Open AccessDevelopment of cost-effective and accurate allele-specific PCR for determination of M2/ANXA5 haplotype in recurrent pregnancy loss
Author(s) -
Kai-Cheen Ang,
Timofey S. Rozhdestvensky,
Arseni Markoff,
Nadja Bogdanova,
Ewe Seng Ch’ng,
TheanHock Tang
Publication year - 2021
Publication title -
asia-pacific journal of molecular biology and biotechnology/asia pacific journal of molecular biology and biotechnology
Language(s) - English
Resource type - Journals
SCImago Journal Rank - 0.137
H-Index - 19
eISSN - 2521-9839
pISSN - 0128-7451
DOI - 10.35118/apjmbb.2021.029.1.01
Subject(s) - haplotype , genotyping , single nucleotide polymorphism , concordance , allele , genetics , biology , genotype , gene
Repeated Pregnancy Loss (RPL) affects approximately 1 out of 20 pregnant women globally; it is traumatic for parents seeking parenthood with ensuing anxieties for the next pregnancy.
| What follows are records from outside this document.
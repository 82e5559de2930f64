use indexmap::IndexMap;

/// Expanded branches, keyed by branch key. The map doubles as the lookup
/// from key back to the branch record that was expanded. Collapsing
/// removes the entry but never discards fetched children.
pub(crate) struct ExpansionTracker<B> {
    expanded: IndexMap<String, B>,
}

impl<B> ExpansionTracker<B> {
    pub(crate) fn new() -> Self {
        Self {
            expanded: IndexMap::new(),
        }
    }

    /// Returns true when the branch was not already expanded.
    pub(crate) fn expand(&mut self, key: String, branch: B) -> bool {
        self.expanded.insert(key, branch).is_none()
    }

    /// Returns true when the branch was expanded.
    pub(crate) fn collapse(&mut self, key: &str) -> bool {
        self.expanded.shift_remove(key).is_some()
    }

    pub(crate) fn is_expanded(&self, key: &str) -> bool {
        self.expanded.contains_key(key)
    }

    /// Expanded branch records, in expansion order.
    pub(crate) fn branches(&self) -> impl Iterator<Item = &B> {
        self.expanded.values()
    }
}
M2/ANXA5 haplotype is a hereditary predisposition gene for thrombophilia-associated RPL; the association between M2/ANXA5 haplotype and RPL is further ascertained in a recent meta-analysis. Precision treatments have been proposed for RPL women with M2/ANXA5 haplotype. Therefore, screening for M2/ANXA5 haplotype is highly recommended as a panel of laboratory investigations for idiopathic RPL. To date, direct sequencing of PCR products is the most common method for the determination of M2/ANXA5 haplotype; this method is however tedious, expensive and time- consuming. Hereby, we demonstrate a simple and robust allele-specific PCR (AS-PCR) that detects two inherent SNPs in a single tube, which could serve as a routine genotyping tool for M2/ANXA5 haplotype. This test is rapid, only taking maximum 4 working hours to complete the analysis. Validation of the assay by 105 clinical DNA samples yields 100% concordance rate with the DNA sequencing results.